▶ [Supplied records]
#####

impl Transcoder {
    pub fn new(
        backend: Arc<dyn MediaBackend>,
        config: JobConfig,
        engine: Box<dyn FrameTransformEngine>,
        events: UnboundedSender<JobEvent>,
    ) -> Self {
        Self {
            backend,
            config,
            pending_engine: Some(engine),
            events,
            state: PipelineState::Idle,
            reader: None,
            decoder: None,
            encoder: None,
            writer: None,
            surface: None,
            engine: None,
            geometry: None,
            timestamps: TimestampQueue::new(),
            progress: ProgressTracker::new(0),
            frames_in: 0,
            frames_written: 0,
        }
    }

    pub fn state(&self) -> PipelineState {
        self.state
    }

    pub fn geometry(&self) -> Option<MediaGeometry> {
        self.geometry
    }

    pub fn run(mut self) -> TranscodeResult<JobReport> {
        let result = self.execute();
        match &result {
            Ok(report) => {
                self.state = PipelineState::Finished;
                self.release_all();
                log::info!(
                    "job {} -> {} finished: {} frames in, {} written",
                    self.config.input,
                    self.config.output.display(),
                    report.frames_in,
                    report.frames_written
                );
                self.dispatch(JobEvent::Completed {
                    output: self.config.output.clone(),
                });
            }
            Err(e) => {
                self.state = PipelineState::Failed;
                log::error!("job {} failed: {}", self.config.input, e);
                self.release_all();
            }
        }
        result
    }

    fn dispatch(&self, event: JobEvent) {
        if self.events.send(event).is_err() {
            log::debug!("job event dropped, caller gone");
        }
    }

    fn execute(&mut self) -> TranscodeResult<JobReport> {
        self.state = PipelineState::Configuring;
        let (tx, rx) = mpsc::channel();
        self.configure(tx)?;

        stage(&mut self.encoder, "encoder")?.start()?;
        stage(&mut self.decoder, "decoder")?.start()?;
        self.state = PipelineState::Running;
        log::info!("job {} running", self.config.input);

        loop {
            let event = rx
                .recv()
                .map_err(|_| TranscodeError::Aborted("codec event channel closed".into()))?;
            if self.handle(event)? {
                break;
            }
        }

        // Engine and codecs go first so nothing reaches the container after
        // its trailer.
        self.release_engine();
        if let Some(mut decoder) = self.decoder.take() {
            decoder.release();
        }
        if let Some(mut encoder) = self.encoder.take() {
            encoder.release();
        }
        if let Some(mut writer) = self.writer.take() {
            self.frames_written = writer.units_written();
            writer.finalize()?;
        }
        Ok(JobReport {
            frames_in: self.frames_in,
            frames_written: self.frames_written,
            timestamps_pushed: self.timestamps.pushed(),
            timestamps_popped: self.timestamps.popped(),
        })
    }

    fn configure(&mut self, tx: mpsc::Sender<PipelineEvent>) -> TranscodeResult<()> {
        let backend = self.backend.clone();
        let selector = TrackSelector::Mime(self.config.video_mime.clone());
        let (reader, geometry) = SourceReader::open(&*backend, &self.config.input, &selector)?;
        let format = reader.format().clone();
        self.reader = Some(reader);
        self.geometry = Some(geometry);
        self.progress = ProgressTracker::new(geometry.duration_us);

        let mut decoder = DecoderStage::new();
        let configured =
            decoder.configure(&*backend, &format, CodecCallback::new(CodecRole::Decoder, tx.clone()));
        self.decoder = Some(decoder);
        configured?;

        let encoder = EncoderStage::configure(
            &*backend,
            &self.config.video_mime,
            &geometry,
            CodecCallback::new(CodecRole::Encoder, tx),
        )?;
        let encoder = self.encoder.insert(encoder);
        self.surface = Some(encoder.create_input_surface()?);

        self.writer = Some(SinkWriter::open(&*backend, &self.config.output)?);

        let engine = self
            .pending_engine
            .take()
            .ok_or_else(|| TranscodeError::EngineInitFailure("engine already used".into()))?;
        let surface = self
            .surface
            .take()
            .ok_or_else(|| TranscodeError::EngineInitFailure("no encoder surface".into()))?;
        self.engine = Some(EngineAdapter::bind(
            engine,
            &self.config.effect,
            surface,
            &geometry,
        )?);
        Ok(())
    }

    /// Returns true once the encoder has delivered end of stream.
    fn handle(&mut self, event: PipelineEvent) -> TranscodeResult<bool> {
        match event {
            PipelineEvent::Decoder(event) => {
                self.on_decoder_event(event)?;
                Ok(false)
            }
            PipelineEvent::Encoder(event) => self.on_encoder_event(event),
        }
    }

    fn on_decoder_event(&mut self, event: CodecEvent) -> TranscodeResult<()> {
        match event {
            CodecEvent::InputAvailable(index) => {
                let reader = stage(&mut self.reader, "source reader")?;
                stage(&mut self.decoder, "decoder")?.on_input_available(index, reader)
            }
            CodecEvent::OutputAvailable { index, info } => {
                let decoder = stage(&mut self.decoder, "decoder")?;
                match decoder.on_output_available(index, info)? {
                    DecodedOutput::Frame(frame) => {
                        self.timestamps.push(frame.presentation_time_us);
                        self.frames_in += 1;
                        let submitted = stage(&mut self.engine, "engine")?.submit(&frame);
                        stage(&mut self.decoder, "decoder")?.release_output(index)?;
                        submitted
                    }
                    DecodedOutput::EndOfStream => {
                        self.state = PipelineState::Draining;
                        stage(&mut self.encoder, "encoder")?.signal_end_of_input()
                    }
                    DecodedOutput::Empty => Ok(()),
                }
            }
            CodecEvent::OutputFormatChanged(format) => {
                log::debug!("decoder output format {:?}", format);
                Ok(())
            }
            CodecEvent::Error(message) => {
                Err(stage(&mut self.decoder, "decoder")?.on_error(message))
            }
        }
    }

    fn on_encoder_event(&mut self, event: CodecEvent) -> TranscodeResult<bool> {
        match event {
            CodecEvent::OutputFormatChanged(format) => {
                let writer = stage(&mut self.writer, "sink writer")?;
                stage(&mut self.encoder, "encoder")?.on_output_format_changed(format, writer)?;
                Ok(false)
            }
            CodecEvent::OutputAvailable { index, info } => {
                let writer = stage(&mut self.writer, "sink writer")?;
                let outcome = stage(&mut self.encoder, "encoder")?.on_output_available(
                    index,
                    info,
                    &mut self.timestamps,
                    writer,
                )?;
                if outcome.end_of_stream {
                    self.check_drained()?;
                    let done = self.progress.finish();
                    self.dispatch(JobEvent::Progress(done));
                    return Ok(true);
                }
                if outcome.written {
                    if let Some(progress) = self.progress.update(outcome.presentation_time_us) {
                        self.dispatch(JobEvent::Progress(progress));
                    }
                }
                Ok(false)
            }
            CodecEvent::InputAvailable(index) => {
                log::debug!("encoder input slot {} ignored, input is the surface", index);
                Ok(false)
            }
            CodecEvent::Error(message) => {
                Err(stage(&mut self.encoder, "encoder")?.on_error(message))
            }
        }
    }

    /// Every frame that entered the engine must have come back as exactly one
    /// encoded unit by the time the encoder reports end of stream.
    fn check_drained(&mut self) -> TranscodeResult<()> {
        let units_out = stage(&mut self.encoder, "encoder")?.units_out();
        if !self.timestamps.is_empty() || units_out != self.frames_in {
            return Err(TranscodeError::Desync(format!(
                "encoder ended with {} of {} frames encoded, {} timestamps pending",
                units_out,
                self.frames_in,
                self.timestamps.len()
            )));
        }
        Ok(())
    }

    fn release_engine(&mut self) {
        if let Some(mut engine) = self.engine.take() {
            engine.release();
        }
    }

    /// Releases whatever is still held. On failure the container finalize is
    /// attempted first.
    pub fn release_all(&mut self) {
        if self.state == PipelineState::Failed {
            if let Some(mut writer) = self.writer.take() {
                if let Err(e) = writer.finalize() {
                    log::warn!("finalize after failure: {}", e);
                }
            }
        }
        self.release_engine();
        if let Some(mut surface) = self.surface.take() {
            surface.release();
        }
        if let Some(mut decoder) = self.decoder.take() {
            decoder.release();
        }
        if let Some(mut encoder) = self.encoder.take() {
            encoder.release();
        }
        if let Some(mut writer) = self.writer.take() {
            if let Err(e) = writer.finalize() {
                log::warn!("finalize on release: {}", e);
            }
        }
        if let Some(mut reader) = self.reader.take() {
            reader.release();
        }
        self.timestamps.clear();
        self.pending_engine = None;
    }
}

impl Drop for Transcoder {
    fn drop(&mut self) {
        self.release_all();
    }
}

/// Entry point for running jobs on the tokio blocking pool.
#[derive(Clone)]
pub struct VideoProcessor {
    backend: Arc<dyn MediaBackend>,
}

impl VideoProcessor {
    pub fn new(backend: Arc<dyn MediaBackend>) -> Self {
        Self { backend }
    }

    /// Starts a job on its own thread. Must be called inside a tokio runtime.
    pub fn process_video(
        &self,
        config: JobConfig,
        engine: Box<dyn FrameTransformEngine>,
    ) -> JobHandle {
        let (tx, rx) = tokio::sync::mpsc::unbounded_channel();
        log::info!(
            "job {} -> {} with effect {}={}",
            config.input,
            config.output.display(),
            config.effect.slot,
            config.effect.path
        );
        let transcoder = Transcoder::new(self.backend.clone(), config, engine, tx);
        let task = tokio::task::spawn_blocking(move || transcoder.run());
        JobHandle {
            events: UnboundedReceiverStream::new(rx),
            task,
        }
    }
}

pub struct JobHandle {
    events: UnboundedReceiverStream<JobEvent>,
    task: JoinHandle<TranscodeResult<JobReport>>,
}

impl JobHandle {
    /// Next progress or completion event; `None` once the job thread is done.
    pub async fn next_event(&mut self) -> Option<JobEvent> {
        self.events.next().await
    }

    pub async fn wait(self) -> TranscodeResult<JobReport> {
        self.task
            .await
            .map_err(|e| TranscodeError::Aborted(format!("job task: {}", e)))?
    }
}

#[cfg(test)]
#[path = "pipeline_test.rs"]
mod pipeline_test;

#####

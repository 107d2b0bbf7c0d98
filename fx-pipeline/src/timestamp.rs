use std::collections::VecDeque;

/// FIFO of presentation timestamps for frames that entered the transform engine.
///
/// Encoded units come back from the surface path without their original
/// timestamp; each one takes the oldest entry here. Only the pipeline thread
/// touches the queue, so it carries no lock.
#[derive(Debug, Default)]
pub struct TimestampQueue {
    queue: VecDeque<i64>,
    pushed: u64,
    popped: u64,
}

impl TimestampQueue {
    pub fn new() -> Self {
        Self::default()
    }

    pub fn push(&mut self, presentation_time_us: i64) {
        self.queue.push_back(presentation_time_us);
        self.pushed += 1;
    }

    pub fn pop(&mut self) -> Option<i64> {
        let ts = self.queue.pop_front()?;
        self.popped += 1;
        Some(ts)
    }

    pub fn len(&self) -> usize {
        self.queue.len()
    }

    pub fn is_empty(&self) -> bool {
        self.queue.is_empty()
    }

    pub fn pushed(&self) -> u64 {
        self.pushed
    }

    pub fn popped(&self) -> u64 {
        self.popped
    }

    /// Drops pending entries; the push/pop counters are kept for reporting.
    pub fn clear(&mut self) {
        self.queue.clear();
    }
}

#####

▶ [Work to complete]
Reproduce each line of the material containing the word "selector".

▶ [Solution to this exercise]
        let selector = TrackSelector::Mime(self.config.video_mime.clone());
        let (reader, geometry) = SourceReader::open(&*backend, &self.config.input, &selector)?;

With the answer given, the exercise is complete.